Wer hat Angst vor dem weissen Mann?

Es gibt wohl kein Land, über das mehr Klischeevorstellungen existieren als über Amerika - und zwar mitnichten nur in der Alten Welt, werden doch viele Stereotype, die allen Bereichen des amerikanischen Lebens anhaften, gerne auch im eigenen Land aufgegriffen, sei es in Form einer offensiv selbstbewussten Bestätigung oder in zynischer Brechung. Für Ersteres mag beispielsweise Charlton Heston stehen, der bis vor seinem krankheitsbedingten Rückzug aus der Öffentlichkeit vor wenigen Monaten keine Gelegenheit ausliess, als Vorsitzender der National Rifle Association (NRA) den Waffenbesitz, den er als uramerikanisches Grundrecht versteht, mit dem markigen Westernhelden-Slogan zu verteidigen, eine Waffe könne nur «from his cold, dead hands» genommen werden.

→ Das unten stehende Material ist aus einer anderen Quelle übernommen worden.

//! Utility functions and helpers
//!
//! Name validation, path encoding and small string helpers shared by the
//! client crate.

pub mod path;
pub mod validation;

pub use path::{document_path_segment, encode_path_segment};
pub use validation::{
    design_document_id, is_design_document_id, strip_line_breaks, validate_database_name,
    validate_language, DESIGN_PREFIX,
};
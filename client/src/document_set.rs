//! Ordered document collections for bulk operations

use serde_json::{json, Value};

use crate::database::Database;
use crate::document::{json_kind, Document};
use phly_couch_core::{CouchError, Response, Result};

/// Key of an entry in a [`DocumentSet`]
#[derive(Debug, Clone, PartialEq, Eq, Hash)]
pub enum DocumentKey {
    /// Entry keyed by document id
    Id(String),

    /// Entry of a document without id, by insertion position
    Index(usize),
}

impl From<&str> for DocumentKey {
    fn from(id: &str) -> Self {
        DocumentKey::Id(id.to_string())
    }
}

impl From<String> for DocumentKey {
    fn from(id: String) -> Self {
        DocumentKey::Id(id)
    }
}

impl From<usize> for DocumentKey {
    fn from(index: usize) -> Self {
        DocumentKey::Index(index)
    }
}

/// Documents keyed by id, in insertion order
///
/// Adding a document whose id is already present replaces the payload in
/// place. Documents without an id get the next free positional key.
#[derive(Debug, Clone, Default)]
pub struct DocumentSet {
    entries: Vec<(DocumentKey, Document)>,
    next_index: usize,
    database: Option<Database>,
}

impl DocumentSet {
    /// Create an empty set
    pub fn new() -> Self {
        Self::default()
    }

    /// Parse `{"rows": [...]}`, `{"docs": [...]}` or a bare array of objects
    pub fn from_json(json: &str) -> Result<Self> {
        Self::from_value(serde_json::from_str(json)?)
    }

    /// Build a set from a JSON value, see [`DocumentSet::from_json`]
    pub fn from_value(value: Value) -> Result<Self> {
        let mut set = Self::new();
        set.extend_from_value(value)?;
        Ok(set)
    }

    /// Add every document of a JSON value
    pub fn extend_from_value(&mut self, value: Value) -> Result<&mut Self> {
        let items = match value {
            Value::Object(mut fields) => match fields
                .shift_remove("rows")
                .or_else(|| fields.shift_remove("docs"))
            {
                Some(Value::Array(items)) => items,
                Some(other) => {
                    return Err(CouchError::Validation(format!(
                        "Document list must be an array, got {}",
                        json_kind(&other)
                    )))
                }
                None => vec![Value::Object(fields)],
            },
            Value::Array(items) => items,
            other => {
                return Err(CouchError::Validation(format!(
                    "Invalid document set input: {}",
                    json_kind(&other)
                )))
            }
        };

        for item in items {
            self.add_value(item)?;
        }
        Ok(self)
    }

    /// Add a document, replacing any entry with the same id
    pub fn add(&mut self, document: Document) -> &mut Self {
        let key = match document.id() {
            Some(id) => DocumentKey::Id(id.to_string()),
            None => {
                let key = DocumentKey::Index(self.next_index);
                self.next_index += 1;
                key
            }
        };

        match self.entries.iter_mut().find(|(existing, _)| *existing == key) {
            Some((_, slot)) => *slot = document,
            None => self.entries.push((key, document)),
        }
        self
    }

    /// Add a JSON object as a document
    pub fn add_value(&mut self, value: Value) -> Result<&mut Self> {
        match value {
            Value::Object(fields) => Ok(self.add(Document::from_fields(fields))),
            other => Err(CouchError::Validation(format!(
                "Only objects can be added to a document set, got {}",
                json_kind(&other)
            ))),
        }
    }

    /// Remove an entry
    pub fn remove(&mut self, key: impl Into<DocumentKey>) -> Result<Document> {
        let key = key.into();
        match self.entries.iter().position(|(existing, _)| *existing == key) {
            Some(position) => Ok(self.entries.remove(position).1),
            None => Err(CouchError::NotFound(format!(
                "No document {:?} in the set",
                key
            ))),
        }
    }

    /// Look up an entry
    pub fn fetch(&self, key: impl Into<DocumentKey>) -> Option<&Document> {
        let key = key.into();
        self.entries
            .iter()
            .find(|(existing, _)| *existing == key)
            .map(|(_, document)| document)
    }

    /// Look up an entry for modification
    pub fn fetch_mut(&mut self, key: impl Into<DocumentKey>) -> Option<&mut Document> {
        let key = key.into();
        self.entries
            .iter_mut()
            .find(|(existing, _)| *existing == key)
            .map(|(_, document)| document)
    }

    /// Remove every entry
    pub fn clear(&mut self) {
        self.entries.clear();
        self.next_index = 0;
    }

    /// Number of documents
    pub fn len(&self) -> usize {
        self.entries.len()
    }

    /// Whether the set is empty
    pub fn is_empty(&self) -> bool {
        self.entries.is_empty()
    }

    /// Entries in insertion order
    pub fn iter(&self) -> impl Iterator<Item = (&DocumentKey, &Document)> {
        self.entries.iter().map(|(key, document)| (key, document))
    }

    /// `{"docs": [...]}` in insertion order
    pub fn to_value(&self) -> Value {
        let docs: Vec<Value> = self.entries.iter().map(|(_, document)| document.to_value()).collect();
        json!({ "docs": docs })
    }

    /// JSON text of [`DocumentSet::to_value`]
    pub fn to_json(&self) -> Result<String> {
        Ok(serde_json::to_string(&self.to_value())?)
    }

    /// Bind the set to a database
    pub fn set_database(&mut self, database: Database) -> &mut Self {
        self.database = Some(database);
        self
    }

    /// The bound database
    pub fn database(&self) -> Result<&Database> {
        self.database.as_ref().ok_or_else(|| {
            CouchError::Configuration("No database is bound to this document set".to_string())
        })
    }

    /// Save every document in one request through the bound database
    pub async fn bulk_save(&self) -> Result<Response> {
        self.database()?.doc_bulk_save(self, None).await
    }
}

impl<'a> IntoIterator for &'a DocumentSet {
    type Item = &'a Document;
    type IntoIter = Documents<'a>;

    fn into_iter(self) -> Self::IntoIter {
        Documents {
            inner: self.entries.iter(),
        }
    }
}

/// Iterator over the documents of a [`DocumentSet`]
#[derive(Debug)]
pub struct Documents<'a> {
    inner: std::slice::Iter<'a, (DocumentKey, Document)>,
}

impl<'a> Iterator for Documents<'a> {
    type Item = &'a Document;

    fn next(&mut self) -> Option<Self::Item> {
        self.inner.next().map(|(_, document)| document)
    }
}
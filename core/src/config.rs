//! Configuration for the CouchDB client
//!
//! This module provides the connection settings: server address, socket
//! timeouts and the query string encoding.

use serde::{Deserialize, Serialize};
use std::time::Duration;

use crate::error::{to_config_error, CouchError, Result};
use crate::http::QueryEncoding;

/// Default CouchDB host
pub const DEFAULT_HOST: &str = "127.0.0.1";

/// Default CouchDB port
pub const DEFAULT_PORT: u16 = 5984;

/// Default cap on the size of a response, headers included
pub const DEFAULT_MAX_RESPONSE_BYTES: u64 = 64 * 1024 * 1024;

/// Client configuration
#[derive(Debug, Clone, PartialEq, Serialize, Deserialize)]
pub struct ClientConfig {
    /// Server host
    pub host: String,

    /// Server port
    pub port: u16,

    /// Timeout for opening the socket
    pub connect_timeout: Duration,

    /// Timeout for writing the request and reading the full response
    pub read_timeout: Duration,

    /// Query string escaping
    pub query_encoding: QueryEncoding,

    /// Whether to send a `Host` header
    pub send_host_header: bool,

    /// Largest response accepted, headers included
    #[serde(default = "default_max_response_bytes")]
    pub max_response_bytes: u64,
}

impl Default for ClientConfig {
    fn default() -> Self {
        ClientConfig {
            host: DEFAULT_HOST.to_string(),
            port: DEFAULT_PORT,
            connect_timeout: Duration::from_secs(10),
            read_timeout: Duration::from_secs(30),
            query_encoding: QueryEncoding::default(),
            send_host_header: true,
            max_response_bytes: DEFAULT_MAX_RESPONSE_BYTES,
        }
    }
}

impl ClientConfig {
    /// Create a new configuration with default values
    pub fn new() -> Self {
        Self::default()
    }

    /// Configuration pointing at `host:port`, defaults elsewhere
    pub fn with_address(host: impl Into<String>, port: u16) -> Self {
        Self {
            host: host.into(),
            port,
            ..Self::default()
        }
    }

    /// Load configuration from a JSON file
    pub fn from_file(path: &str) -> Result<Self> {
        let file = std::fs::File::open(path)?;
        let config = serde_json::from_reader(file)?;
        Ok(config)
    }

    /// Save configuration to a JSON file
    pub fn to_file(&self, path: &str) -> Result<()> {
        let file = std::fs::File::create(path)?;
        serde_json::to_writer_pretty(file, self)?;
        Ok(())
    }

    /// Defaults overridden by `COUCHDB_HOST`, `COUCHDB_PORT`,
    /// `COUCHDB_CONNECT_TIMEOUT_SECS`, `COUCHDB_READ_TIMEOUT_SECS` and
    /// `COUCHDB_MAX_RESPONSE_BYTES`
    pub fn from_env() -> Result<Self> {
        Self::from_lookup(|key| std::env::var(key).ok())
    }

    fn from_lookup<F>(lookup: F) -> Result<Self>
    where
        F: Fn(&str) -> Option<String>,
    {
        let mut config = Self::default();

        if let Some(host) = lookup("COUCHDB_HOST") {
            config.host = host;
        }
        if let Some(port) = lookup("COUCHDB_PORT") {
            config.port = port
                .parse()
                .map_err(|e| to_config_error(format!("COUCHDB_PORT {:?}: {}", port, e)))?;
        }
        if let Some(secs) = lookup("COUCHDB_CONNECT_TIMEOUT_SECS") {
            config.connect_timeout = parse_secs("COUCHDB_CONNECT_TIMEOUT_SECS", &secs)?;
        }
        if let Some(secs) = lookup("COUCHDB_READ_TIMEOUT_SECS") {
            config.read_timeout = parse_secs("COUCHDB_READ_TIMEOUT_SECS", &secs)?;
        }
        if let Some(bytes) = lookup("COUCHDB_MAX_RESPONSE_BYTES") {
            config.max_response_bytes = bytes.parse().map_err(|e| {
                to_config_error(format!("COUCHDB_MAX_RESPONSE_BYTES {:?}: {}", bytes, e))
            })?;
        }

        Ok(config)
    }

    /// Create a development configuration
    pub fn development() -> Self {
        Self {
            host: "localhost".to_string(),
            ..Self::default()
        }
    }

    /// Create a testing configuration
    pub fn testing() -> Self {
        Self {
            connect_timeout: Duration::from_secs(2),
            read_timeout: Duration::from_secs(5),
            ..Self::default()
        }
    }

    /// `host:port`
    pub fn address(&self) -> String {
        format!("{}:{}", self.host, self.port)
    }
}

fn default_max_response_bytes() -> u64 {
    DEFAULT_MAX_RESPONSE_BYTES
}

fn parse_secs(key: &str, value: &str) -> Result<Duration> {
    value
        .parse::<u64>()
        .map(Duration::from_secs)
        .map_err(|e| CouchError::Configuration(format!("{} {:?}: {}", key, value, e)))
}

Die selbstironische Art der Auseinandersetzung mit nationalen Stereotypen hingegen wird von jenen besorgt, die der junge Moralphilosoph Jedediah Purdy in seinem Buch «Das Elend der Ironie» (vgl. NZZ vom 11. 4. 00) der Zersetzung des Wahrhaftigen bezichtigt, etwa Starkomikern wie Jerry Seinfeld, dem Moderator der Fernsehshow «Politically Incorrect», Bill Maher - oder auch von dem in jüngster Zeit die grösste Aufmerksamkeit auf sich ziehenden Enfant terrible des gesellschaftskritischen Showbiz, Michael Moore. Als Kompass im Dickicht der Klischeevorstellungen über Amerika bietet sich ein gerade erschienenes Buch von Hans-Dieter Gelfert an, das den griffigen und herausfordernden Titel «Typisch amerikanisch. Wie die Amerikaner wurden, was sie sind» trägt. Durch seine unaufgeregte und fundierte Analyse amerikanischer Eigenheiten ist es nicht zuletzt auch eine erhellende Parallel-Lektüre zu dem marktschreierischen Titel «Stupid White Men. Eine Abrechnung mit dem Amerika unter George W. Bush» von Michael Moore.

Verallgemeinerungen . . .

Der 1954 geborene Autor und Filmemacher Moore versteht es, sich mit kruden Verallgemeinerungen über seine Landsleute ins Gespräch zu bringen - und trifft damit, dafür spricht der enorme Erfolg seines derzeit in den europäischen Kinos laufenden Films «Bowling for Columbine» (vgl. NZZ vom 15. 11. 02), insbesondere den Nerv jener Abendländer, denen Amerika schon immer irgendwie suspekt war. Wer gerne «typisch amerikanische» Übel wie Konsumterror und Schiessfreude, Massenkultur und Junk Food in einem Topf zusammenrührt, um daraus sein Amerikabild zu schöpfen, wird dem selbstgerechten Schwadroneur Moore gerne Gehör schenken. Er wird sich nicht nur seine von ihm selbst so genannten «Mockumentaries» im Kino anschauen, sondern auch sein mit perfektem Timing zeitgleich zum Filmstart auf den Buchmarkt geworfenes Traktat über die «Dummen weissen Männer» zu Gemüte führen, um alle Vorurteile über Amerika darin bestätigt zu finden - sogar jene, und das ist vermutlich das Lehrreichste an Moores Werken, die der Autor ganz unfreiwillig bedient.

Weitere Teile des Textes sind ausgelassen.